Sunday, October 4, 2009

What More Could I Need?

Whats going on readers, present and future. Skel here, back with new ideas and questions.

I have been riding high on my latest breakthroughs and the wonders of this new mind set and era of my life. I kinda caught up with myself, grew up, and made advancement all at once. So the three years of " Depression", "Storm", or "Journey" (depending on who you are or the context of the topic LOL) that I put in getting myself to a point where I felt comfortable in this world were not in vain. As with all things that happen to me in life, it was necessary for that time and for my future. I was brought closer to GOD, showed that I could make it through things I never imagined myself even having to experience, and taught me what kind of man I was. It was during this time in my life I started truly identifying myself as a man. Not because of my age, but the merit of my character and mind. Sure I was a little late by my own standards LOL, I should have been doing other things at 30. At least I had vague thoughts and plans that I would. I have gotten over that thought, that was the first thing to change. I have made so much progress and overcome so much in the last 10 years. I am truly and insanely grateful. I keep saying there were times when I really didn't think I would make it or if i wanted to live another day and that is honest and real. I really feel like God spared and saved my life on many occasions. There is a joy in my life that is a familiar comfort from my childhood, where everyday was a gift and enjoyed. Yet still I am not quite as happy as I want to be. I have a longing and perhaps even a need for companionship. I want to be able to share my life with someone. Not a sexual thing or romantic thing, doesn't even have to be one specific person, I just want access to someone who is my friend , who feels like family.
I really miss the idea of family.
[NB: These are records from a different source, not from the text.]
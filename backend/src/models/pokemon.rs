use serde::{Deserialize, Serialize};

#[derive(Debug, Clone, PartialEq, Serialize, Deserialize)]
pub struct TypeInfo {
    pub id: i32,
    pub name: String,
}

/// Ligne d'association telle qu'exposée par l'API: `{id, type: {id, name}}`.
#[derive(Debug, Clone, PartialEq, Serialize, Deserialize)]
pub struct PokemonType {
    pub id: i32,
    pub r#type: TypeInfo,
}

#[derive(Debug, Clone, PartialEq, Serialize, Deserialize, sqlx::FromRow)]
#[serde(rename_all = "camelCase")]
pub struct Pokemon {
    pub id: i32,
    pub number: i32,
    pub name: String,
    pub image_url: Option<String>,
    pub caught: bool,
    pub seen: bool,
}

#[derive(Debug, Clone, PartialEq, Serialize, Deserialize)]
#[serde(rename_all = "camelCase")]
pub struct PokemonWithTypes {
    pub id: i32,
    pub number: i32,
    pub name: String,
    pub image_url: Option<String>,
    pub caught: bool,
    pub seen: bool,
    pub types: Vec<PokemonType>,
}

#[derive(Debug, Deserialize)]
#[serde(rename_all = "camelCase")]
pub struct CreatePokemonPayload {
    pub number: i32,
    pub name: String,
    pub image_url: Option<String>,
    #[serde(default)]
    pub types: Vec<String>,
}

/// Corps du PATCH: seuls les champs fournis sont modifiés.
#[derive(Debug, Deserialize)]
pub struct UpdatePokemonPayload {
    pub seen: Option<bool>,
    pub caught: Option<bool>,
}

#[derive(Debug, Deserialize)]
pub struct SearchParams {
    pub q: Option<String>,
    pub status: Option<String>,
    /// Noms de types séparés par des virgules.
    pub types: Option<String>,
}
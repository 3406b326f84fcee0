//! Recherche et filtrage de la collection.
//!
//! Fonctions pures, réévaluées à chaque requête, sans cache. Le filtrage
//! est total: une requête ne peut pas échouer, au pire elle ne retient rien.

use crate::models::pokemon::PokemonWithTypes;

/// Filtre de statut, calqué sur les boutons de l'interface.
#[derive(Clone, Copy, Debug, Default, PartialEq, Eq)]
pub enum StatusFilter {
    #[default]
    All,
    Seen,
    Unseen,
    Caught,
}

impl StatusFilter {
    /// Lecture tolérante depuis la query string: valeur inconnue = All.
    pub fn parse(s: &str) -> Self {
        match s.to_ascii_lowercase().as_str() {
            "seen" => StatusFilter::Seen,
            "unseen" => StatusFilter::Unseen,
            "caught" => StatusFilter::Caught,
            _ => StatusFilter::All,
        }
    }
}

/// Critères combinés (ET) d'une requête sur la collection.
#[derive(Clone, Debug, Default)]
pub struct Filter {
    pub text: String,
    pub status: StatusFilter,
    pub types: Vec<String>,
}

impl Filter {
    pub fn matches(&self, p: &PokemonWithTypes) -> bool {
        self.matches_text(p) && self.matches_status(p) && self.matches_types(p)
    }

    /// Sous-chaîne insensible à la casse du nom, ou du numéro en
    /// écriture brute ("25") ou complétée à trois chiffres ("025").
    fn matches_text(&self, p: &PokemonWithTypes) -> bool {
        if self.text.is_empty() {
            return true;
        }
        let recherche = self.text.to_lowercase();
        p.name.to_lowercase().contains(&recherche)
            || p.number.to_string().contains(&recherche)
            || format!("{:03}", p.number).contains(&recherche)
    }

    fn matches_status(&self, p: &PokemonWithTypes) -> bool {
        match self.status {
            StatusFilter::All => true,
            StatusFilter::Seen => p.seen,
            StatusFilter::Unseen => !p.seen,
            StatusFilter::Caught => p.caught,
        }
    }

    /// Tous les types demandés doivent être présents (ET, pas OU).
    fn matches_types(&self, p: &PokemonWithTypes) -> bool {
        self.types
            .iter()
            .all(|demande| p.types.iter().any(|t| t.r#type.name == *demande))
    }
}

/// Sous-séquence de `all` satisfaisant `filter`, dans l'ordre d'origine.
pub fn apply(mut all: Vec<PokemonWithTypes>, filter: &Filter) -> Vec<PokemonWithTypes> {
    all.retain(|p| filter.matches(p));
    all
}
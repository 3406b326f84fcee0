use sqlx::PgPool;
use sqlx::postgres::PgPoolOptions;

async fn connect_to_db(url: &str) -> Result<PgPool, sqlx::Error> {
    let db_pool = PgPoolOptions::new()
        .max_connections(30)
        .connect(url)
        .await?;

    Ok(db_pool)
}

async fn run_migrations(pool: &PgPool) -> Result<(), sqlx::Error> {
    println!("🔄 Exécution des migrations...");

    let migration_result = sqlx::migrate!("./migrations").run(pool).await;

    match migration_result {
        Ok(_) => println!("✅ Migrations exécutées avec succès!"),
        Err(e) => println!("⚠️ Erreur lors des migrations : {}", e),
    }

    Ok(())
}

pub async fn init_db(url: &str) -> PgPool {
    let pool = connect_to_db(url)
        .await
        .unwrap_or_else(|e| panic!("Echec connexion DB: {e}"));
    let _ = run_migrations(&pool).await;
    pool
}
//! Synchronisation ponctuelle du catalogue de référence (PokéAPI) vers la
//! base. Strictement séquentielle: une seule requête en vol à la fois,
//! pour rester sous les limites informelles de l'API publique.

use reqwest::Client;
use serde::Deserialize;
use sqlx::PgPool;

const POKEAPI_URL: &str = "https://pokeapi.co/api/v2/pokemon";
const FIRST_NUMBER: i32 = 1;
const LAST_NUMBER: i32 = 151;

#[derive(Debug, Deserialize)]
struct CatalogPokemon {
    id: i32,
    name: String,
    sprites: CatalogSprites,
    types: Vec<CatalogTypeSlot>,
}

#[derive(Debug, Deserialize)]
struct CatalogSprites {
    front_default: Option<String>,
}

#[derive(Debug, Deserialize)]
struct CatalogTypeSlot {
    r#type: CatalogNamed,
}

#[derive(Debug, Deserialize)]
struct CatalogNamed {
    name: String,
}

/// Remplit les numéros 1 à 151 manquants. Un échec sur un numéro est
/// journalisé puis ignoré; les lignes déjà présentes ne sont jamais
/// mises à jour.
pub async fn run(pool: &PgPool) {
    let client = Client::new();
    println!("🌱 Synchronisation du catalogue ({FIRST_NUMBER}..{LAST_NUMBER})...");

    let mut ajoutes = 0;
    for number in FIRST_NUMBER..=LAST_NUMBER {
        match sync_one(pool, &client, number).await {
            Ok(true) => ajoutes += 1,
            Ok(false) => println!("⏭️ Pokémon #{number} déjà présent, ignoré"),
            Err(e) => eprintln!("⚠️ Pokémon #{number} ignoré: {e}"),
        }
    }

    println!("🌱 Synchronisation terminée: {ajoutes} Pokémon ajoutés");
}

/// Ok(false) = déjà en base, Ok(true) = ajouté.
async fn sync_one(
    pool: &PgPool,
    client: &Client,
    number: i32,
) -> Result<bool, Box<dyn std::error::Error>> {
    let existant = sqlx::query_scalar::<_, i32>(r#"SELECT id FROM pokemon WHERE number = $1"#)
        .bind(number)
        .fetch_optional(pool)
        .await?;
    if existant.is_some() {
        return Ok(false);
    }

    let response = client.get(format!("{POKEAPI_URL}/{number}")).send().await?;
    if !response.status().is_success() {
        return Err(format!("réponse {} du catalogue", response.status()).into());
    }
    let data: CatalogPokemon = response.json().await?;

    // Résout les types avant d'écrire: le vocabulaire est clos, tout nom
    // inconnu invalide le numéro entier.
    let mut type_ids = Vec::new();
    for slot in &data.types {
        let type_id = sqlx::query_scalar::<_, i32>(r#"SELECT id FROM types WHERE name = $1"#)
            .bind(&slot.r#type.name)
            .fetch_optional(pool)
            .await?
            .ok_or_else(|| format!("type inconnu: {}", slot.r#type.name))?;
        type_ids.push(type_id);
    }

    let mut tx = pool.begin().await?;
    let pokemon_id = sqlx::query_scalar::<_, i32>(
        r#"INSERT INTO pokemon (number, name, image_url) VALUES ($1, $2, $3) RETURNING id"#,
    )
    .bind(data.id)
    .bind(&data.name)
    .bind(data.sprites.front_default.as_deref())
    .fetch_one(&mut *tx)
    .await?;

    for type_id in type_ids {
        sqlx::query(r#"INSERT INTO pokemon_types (pokemon_id, type_id) VALUES ($1, $2)"#)
            .bind(pokemon_id)
            .bind(type_id)
            .execute(&mut *tx)
            .await?;
    }
    tx.commit().await?;

    let noms_de_types: Vec<&str> = data.types.iter().map(|s| s.r#type.name.as_str()).collect();
    println!(
        "✓ Pokémon #{number} ajouté: {} ({})",
        data.name,
        noms_de_types.join(", ")
    );
    Ok(true)
}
I miss the idea of belonging somewhere. I am unique, I march to the beat of my own drum. I get it, I have come to embrace it and even rely on it, but it does get lonely. I don't know how to fix this one because only GOD really can. This isn't new at all, as a child I had these feelings or a need to belong somewhere. Yet I never really did, I mean I wasn't a recluse or anything just always felt like an outsider or that I was not getting something that everyone else understood. I am having about a hard time explaining it as I am feeling it. (smile) I think I feel guilty for wanting more then God has provided for me at this time. I should be happy with what I have, especially looking back at what I am coming from, and I am. Its just that there is still a longing. I want to be around people that I enjoy, care about, learn from, and lean on. I want family and friends but I want it a certain kind of way. Is that bad? I want to have good people in my midst so when I encounter those who need Jesus I have more to say then just you need Jesus. I don't know I had gotten to a point when i thought I didn't' need people or want them for that matter. Just miss having real friends.